Segment Start: INFORMATION PROVIDED

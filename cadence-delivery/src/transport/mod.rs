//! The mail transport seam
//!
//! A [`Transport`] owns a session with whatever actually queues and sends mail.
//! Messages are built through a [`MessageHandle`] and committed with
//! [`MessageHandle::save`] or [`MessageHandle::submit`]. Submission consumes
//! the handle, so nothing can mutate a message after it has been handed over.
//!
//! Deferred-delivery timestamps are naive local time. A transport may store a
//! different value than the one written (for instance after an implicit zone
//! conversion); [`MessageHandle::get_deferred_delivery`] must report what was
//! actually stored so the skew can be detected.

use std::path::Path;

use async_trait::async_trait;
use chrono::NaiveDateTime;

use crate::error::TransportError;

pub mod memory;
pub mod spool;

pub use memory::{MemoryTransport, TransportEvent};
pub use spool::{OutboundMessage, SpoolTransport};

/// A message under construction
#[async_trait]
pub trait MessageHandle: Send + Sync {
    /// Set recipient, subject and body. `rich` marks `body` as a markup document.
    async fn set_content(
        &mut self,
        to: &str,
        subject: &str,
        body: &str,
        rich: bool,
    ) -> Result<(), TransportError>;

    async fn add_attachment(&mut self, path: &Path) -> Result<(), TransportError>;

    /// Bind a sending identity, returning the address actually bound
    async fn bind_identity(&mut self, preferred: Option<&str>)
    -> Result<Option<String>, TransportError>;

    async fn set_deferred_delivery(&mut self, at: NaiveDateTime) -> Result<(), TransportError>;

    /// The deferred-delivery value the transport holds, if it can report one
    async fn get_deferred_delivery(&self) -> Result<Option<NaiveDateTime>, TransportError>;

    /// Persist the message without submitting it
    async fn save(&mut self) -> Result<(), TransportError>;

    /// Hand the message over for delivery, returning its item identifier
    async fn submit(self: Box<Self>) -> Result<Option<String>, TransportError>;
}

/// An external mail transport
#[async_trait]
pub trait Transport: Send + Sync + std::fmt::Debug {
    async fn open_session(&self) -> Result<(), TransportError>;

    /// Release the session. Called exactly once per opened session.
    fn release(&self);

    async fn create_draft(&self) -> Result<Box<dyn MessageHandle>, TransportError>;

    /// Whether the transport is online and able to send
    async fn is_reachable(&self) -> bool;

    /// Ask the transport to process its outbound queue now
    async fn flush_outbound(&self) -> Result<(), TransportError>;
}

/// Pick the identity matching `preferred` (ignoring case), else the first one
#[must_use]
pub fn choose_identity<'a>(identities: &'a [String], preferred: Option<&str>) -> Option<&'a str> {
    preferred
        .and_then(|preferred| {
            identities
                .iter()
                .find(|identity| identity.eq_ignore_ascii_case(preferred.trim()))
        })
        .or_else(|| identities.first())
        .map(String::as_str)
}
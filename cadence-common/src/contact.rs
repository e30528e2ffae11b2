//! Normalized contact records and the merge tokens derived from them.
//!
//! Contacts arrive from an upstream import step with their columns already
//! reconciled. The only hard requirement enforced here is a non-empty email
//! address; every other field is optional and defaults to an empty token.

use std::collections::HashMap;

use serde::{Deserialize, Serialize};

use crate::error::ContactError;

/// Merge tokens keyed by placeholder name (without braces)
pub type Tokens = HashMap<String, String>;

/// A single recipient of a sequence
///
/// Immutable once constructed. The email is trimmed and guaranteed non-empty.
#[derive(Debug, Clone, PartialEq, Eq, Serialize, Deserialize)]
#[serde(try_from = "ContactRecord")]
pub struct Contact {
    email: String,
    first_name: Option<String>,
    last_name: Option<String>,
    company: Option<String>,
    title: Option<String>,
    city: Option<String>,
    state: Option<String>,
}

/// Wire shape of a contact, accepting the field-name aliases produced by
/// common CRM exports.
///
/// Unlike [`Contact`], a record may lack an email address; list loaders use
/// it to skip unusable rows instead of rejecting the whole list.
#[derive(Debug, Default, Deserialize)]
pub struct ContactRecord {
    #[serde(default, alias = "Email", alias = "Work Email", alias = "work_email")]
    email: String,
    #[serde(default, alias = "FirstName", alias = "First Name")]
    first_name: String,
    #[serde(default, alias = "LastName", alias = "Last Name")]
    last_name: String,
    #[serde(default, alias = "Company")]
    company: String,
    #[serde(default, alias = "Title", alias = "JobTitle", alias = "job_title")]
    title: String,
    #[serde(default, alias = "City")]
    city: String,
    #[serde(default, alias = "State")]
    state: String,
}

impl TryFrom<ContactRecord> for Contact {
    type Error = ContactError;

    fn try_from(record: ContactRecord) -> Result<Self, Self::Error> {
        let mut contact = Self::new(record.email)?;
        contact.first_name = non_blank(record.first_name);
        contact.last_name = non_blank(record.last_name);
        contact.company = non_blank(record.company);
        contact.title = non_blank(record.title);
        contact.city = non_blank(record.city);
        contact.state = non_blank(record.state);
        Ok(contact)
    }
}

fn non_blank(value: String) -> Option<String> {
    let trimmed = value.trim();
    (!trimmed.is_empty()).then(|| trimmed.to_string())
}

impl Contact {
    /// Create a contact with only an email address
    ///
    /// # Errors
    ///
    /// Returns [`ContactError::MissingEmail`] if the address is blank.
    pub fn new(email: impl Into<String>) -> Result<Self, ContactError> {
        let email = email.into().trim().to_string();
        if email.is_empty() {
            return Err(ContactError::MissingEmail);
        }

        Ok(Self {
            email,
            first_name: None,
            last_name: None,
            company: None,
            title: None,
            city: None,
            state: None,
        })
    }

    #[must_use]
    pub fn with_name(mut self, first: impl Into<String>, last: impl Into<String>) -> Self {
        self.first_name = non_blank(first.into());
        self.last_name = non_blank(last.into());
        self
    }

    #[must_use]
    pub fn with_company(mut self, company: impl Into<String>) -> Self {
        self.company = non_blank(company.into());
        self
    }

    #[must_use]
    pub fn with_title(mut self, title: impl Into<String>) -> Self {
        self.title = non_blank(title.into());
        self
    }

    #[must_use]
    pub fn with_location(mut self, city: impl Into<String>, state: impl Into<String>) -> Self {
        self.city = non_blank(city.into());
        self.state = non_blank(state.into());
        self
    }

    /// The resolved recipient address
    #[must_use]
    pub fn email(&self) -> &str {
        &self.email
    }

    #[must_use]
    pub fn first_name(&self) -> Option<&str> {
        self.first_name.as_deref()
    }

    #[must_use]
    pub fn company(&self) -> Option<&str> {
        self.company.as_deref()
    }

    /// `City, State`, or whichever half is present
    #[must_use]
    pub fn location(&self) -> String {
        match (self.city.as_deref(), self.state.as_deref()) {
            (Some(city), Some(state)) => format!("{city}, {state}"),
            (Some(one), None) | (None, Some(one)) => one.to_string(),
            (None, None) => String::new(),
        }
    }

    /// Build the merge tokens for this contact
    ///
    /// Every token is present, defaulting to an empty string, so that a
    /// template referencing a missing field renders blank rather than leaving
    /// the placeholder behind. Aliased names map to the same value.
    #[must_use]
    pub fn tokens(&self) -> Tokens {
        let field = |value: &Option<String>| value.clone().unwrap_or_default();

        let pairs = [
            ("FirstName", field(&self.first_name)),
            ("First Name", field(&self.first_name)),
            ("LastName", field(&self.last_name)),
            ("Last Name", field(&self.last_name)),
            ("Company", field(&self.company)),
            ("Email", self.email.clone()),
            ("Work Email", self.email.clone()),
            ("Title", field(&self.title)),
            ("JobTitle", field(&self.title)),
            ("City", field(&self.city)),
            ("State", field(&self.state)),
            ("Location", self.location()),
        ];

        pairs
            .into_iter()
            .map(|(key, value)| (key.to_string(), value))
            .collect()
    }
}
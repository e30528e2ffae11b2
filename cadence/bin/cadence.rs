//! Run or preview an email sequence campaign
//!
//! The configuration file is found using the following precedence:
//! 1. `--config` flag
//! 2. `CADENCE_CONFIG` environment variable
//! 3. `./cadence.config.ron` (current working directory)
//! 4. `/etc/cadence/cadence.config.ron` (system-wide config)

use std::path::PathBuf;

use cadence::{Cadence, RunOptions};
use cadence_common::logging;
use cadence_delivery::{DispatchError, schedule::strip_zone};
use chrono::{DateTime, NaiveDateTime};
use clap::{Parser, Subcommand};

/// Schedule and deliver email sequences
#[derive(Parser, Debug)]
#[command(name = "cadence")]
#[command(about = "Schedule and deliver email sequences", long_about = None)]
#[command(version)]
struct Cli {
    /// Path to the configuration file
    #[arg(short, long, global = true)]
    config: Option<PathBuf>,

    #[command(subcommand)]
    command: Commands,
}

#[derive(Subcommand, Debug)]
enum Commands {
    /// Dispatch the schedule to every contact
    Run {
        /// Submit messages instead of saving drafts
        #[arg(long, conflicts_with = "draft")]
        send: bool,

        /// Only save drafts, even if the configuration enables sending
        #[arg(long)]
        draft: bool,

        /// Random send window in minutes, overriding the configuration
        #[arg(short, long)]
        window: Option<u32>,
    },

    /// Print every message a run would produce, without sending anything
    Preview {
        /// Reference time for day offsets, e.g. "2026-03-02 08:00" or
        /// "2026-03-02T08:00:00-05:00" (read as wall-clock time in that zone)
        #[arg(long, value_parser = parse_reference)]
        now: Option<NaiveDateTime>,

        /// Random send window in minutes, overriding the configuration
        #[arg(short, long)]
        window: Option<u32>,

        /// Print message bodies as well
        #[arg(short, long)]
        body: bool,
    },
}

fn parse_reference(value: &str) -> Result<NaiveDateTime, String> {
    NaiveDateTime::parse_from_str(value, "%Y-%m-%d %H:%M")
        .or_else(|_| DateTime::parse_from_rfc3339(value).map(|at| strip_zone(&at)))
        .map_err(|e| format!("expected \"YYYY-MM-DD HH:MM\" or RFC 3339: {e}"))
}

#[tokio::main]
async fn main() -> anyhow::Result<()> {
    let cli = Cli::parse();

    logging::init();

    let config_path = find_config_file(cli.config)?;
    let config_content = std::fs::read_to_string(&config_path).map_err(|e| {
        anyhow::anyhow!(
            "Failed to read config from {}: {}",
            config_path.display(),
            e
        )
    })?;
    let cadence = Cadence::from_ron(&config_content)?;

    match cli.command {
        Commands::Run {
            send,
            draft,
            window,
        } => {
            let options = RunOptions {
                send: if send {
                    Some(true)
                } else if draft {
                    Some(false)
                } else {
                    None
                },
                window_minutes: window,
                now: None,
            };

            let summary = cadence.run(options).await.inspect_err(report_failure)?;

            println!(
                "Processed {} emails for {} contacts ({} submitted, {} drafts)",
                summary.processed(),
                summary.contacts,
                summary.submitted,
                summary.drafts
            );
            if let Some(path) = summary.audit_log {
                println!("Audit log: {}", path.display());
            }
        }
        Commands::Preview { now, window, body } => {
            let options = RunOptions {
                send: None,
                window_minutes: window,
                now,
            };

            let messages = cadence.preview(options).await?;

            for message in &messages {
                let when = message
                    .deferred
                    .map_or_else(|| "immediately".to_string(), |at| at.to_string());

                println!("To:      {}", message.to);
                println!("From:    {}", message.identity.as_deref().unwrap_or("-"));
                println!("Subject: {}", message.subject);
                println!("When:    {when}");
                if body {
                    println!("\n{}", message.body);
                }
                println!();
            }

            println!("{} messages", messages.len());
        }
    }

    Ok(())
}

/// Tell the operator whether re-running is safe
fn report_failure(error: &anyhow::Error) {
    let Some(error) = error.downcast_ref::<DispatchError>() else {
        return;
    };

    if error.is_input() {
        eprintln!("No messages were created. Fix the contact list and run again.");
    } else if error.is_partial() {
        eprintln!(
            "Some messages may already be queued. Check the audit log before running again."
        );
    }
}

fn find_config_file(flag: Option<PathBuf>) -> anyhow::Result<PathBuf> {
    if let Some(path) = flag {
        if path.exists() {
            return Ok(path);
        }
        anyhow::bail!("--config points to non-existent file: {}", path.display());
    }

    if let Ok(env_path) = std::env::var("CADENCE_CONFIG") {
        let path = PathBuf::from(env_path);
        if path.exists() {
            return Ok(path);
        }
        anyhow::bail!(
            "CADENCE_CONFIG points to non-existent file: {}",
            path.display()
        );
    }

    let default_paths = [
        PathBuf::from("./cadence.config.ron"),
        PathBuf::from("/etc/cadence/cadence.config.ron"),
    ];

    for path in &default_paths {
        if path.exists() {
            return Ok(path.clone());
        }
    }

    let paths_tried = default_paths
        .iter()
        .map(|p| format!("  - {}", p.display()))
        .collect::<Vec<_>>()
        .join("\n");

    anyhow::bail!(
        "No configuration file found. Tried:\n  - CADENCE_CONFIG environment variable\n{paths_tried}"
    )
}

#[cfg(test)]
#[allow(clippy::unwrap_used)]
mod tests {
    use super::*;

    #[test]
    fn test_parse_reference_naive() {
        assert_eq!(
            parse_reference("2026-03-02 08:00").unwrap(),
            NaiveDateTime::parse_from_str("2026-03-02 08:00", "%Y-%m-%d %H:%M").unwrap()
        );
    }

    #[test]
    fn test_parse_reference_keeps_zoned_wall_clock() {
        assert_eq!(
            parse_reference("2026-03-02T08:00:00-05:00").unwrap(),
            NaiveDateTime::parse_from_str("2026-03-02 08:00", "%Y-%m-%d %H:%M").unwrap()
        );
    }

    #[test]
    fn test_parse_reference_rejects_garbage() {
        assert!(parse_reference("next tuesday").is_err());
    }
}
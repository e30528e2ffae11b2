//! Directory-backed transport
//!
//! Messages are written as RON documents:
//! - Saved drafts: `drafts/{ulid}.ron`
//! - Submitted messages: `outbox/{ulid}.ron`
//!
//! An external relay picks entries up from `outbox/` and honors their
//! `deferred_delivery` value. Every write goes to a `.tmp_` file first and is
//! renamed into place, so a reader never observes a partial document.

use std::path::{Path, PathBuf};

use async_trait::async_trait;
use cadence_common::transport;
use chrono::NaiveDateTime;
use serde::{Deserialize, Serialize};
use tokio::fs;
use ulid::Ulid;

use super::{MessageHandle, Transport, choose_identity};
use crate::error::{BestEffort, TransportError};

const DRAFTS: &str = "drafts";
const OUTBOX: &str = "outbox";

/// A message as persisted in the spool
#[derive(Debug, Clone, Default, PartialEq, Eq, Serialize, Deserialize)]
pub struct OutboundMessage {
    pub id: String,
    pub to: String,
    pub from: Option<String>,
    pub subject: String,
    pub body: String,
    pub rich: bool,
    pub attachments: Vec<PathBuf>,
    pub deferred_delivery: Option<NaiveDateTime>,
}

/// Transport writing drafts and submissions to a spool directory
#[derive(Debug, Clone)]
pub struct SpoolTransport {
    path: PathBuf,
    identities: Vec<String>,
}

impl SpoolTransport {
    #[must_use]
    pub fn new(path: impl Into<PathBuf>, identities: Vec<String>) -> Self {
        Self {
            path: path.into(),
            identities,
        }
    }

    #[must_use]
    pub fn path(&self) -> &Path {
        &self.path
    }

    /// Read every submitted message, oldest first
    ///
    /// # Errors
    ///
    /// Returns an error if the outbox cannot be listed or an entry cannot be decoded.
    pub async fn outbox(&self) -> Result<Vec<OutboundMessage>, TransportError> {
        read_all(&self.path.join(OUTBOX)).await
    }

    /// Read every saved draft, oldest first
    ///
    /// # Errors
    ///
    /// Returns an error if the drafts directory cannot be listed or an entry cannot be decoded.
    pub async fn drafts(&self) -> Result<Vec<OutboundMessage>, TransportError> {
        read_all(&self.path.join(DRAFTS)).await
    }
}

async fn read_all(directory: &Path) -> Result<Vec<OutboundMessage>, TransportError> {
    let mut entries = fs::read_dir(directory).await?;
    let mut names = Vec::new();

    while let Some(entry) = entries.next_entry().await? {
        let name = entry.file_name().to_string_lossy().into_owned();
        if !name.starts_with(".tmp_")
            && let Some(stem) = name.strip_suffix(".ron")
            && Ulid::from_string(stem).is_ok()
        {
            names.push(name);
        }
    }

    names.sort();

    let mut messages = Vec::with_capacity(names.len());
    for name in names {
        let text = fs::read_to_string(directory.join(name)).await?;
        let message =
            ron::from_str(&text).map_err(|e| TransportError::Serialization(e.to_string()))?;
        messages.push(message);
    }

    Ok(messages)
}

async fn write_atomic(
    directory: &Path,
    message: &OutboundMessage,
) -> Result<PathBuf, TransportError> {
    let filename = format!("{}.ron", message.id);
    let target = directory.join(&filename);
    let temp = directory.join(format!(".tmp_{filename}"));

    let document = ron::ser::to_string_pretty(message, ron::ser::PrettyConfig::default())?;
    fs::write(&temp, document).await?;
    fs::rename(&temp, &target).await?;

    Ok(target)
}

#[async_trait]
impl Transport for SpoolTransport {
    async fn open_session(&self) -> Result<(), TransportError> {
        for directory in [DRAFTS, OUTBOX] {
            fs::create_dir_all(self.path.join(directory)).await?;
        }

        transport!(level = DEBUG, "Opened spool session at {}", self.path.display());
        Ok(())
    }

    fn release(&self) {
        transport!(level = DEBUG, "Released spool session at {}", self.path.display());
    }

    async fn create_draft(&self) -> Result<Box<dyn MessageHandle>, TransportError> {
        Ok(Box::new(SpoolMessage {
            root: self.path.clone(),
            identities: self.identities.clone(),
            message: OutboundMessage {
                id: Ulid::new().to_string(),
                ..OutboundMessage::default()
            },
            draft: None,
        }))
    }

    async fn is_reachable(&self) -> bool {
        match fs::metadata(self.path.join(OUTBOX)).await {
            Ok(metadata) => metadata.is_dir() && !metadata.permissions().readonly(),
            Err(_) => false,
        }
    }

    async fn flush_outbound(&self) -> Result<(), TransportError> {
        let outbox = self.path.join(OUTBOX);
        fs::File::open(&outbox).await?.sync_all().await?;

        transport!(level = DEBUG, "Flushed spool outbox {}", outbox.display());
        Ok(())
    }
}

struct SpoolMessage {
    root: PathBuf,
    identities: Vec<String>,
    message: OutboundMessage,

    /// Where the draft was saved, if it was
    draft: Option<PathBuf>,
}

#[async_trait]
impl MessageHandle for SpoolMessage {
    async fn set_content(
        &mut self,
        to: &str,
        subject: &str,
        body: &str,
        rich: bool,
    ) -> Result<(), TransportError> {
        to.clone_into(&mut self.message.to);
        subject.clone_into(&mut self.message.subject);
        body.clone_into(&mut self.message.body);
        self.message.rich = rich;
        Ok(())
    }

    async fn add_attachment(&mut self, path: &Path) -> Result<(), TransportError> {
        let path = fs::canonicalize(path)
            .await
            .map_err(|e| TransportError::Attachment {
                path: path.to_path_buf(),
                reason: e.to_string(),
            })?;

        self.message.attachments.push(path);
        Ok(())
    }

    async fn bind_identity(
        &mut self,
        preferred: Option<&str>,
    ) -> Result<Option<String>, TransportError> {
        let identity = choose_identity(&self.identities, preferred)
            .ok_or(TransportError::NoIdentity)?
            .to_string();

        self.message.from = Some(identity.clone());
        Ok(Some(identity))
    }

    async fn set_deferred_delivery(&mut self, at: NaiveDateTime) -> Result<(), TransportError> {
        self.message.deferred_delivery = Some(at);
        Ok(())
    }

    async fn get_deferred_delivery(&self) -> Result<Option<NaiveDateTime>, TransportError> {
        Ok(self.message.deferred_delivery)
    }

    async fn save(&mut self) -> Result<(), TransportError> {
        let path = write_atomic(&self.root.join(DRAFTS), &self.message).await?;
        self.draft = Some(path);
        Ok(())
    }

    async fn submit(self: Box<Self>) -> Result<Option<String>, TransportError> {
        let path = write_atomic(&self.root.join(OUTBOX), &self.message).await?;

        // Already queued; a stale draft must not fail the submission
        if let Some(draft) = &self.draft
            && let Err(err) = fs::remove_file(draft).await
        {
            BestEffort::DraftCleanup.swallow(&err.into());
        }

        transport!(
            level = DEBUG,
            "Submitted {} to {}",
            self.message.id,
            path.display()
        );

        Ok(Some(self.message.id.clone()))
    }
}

Segment End: INFORMATION PROVIDED

## EXERCISE DESCRIPTION
Find the word "actually" in the data and copy out each line where it turns up.

## ANSWER SECTION
//! A [`Transport`] owns a session with whatever actually queues and sends mail.
//! actually stored so the skew can be detected.
    /// Bind a sending identity, returning the address actually bound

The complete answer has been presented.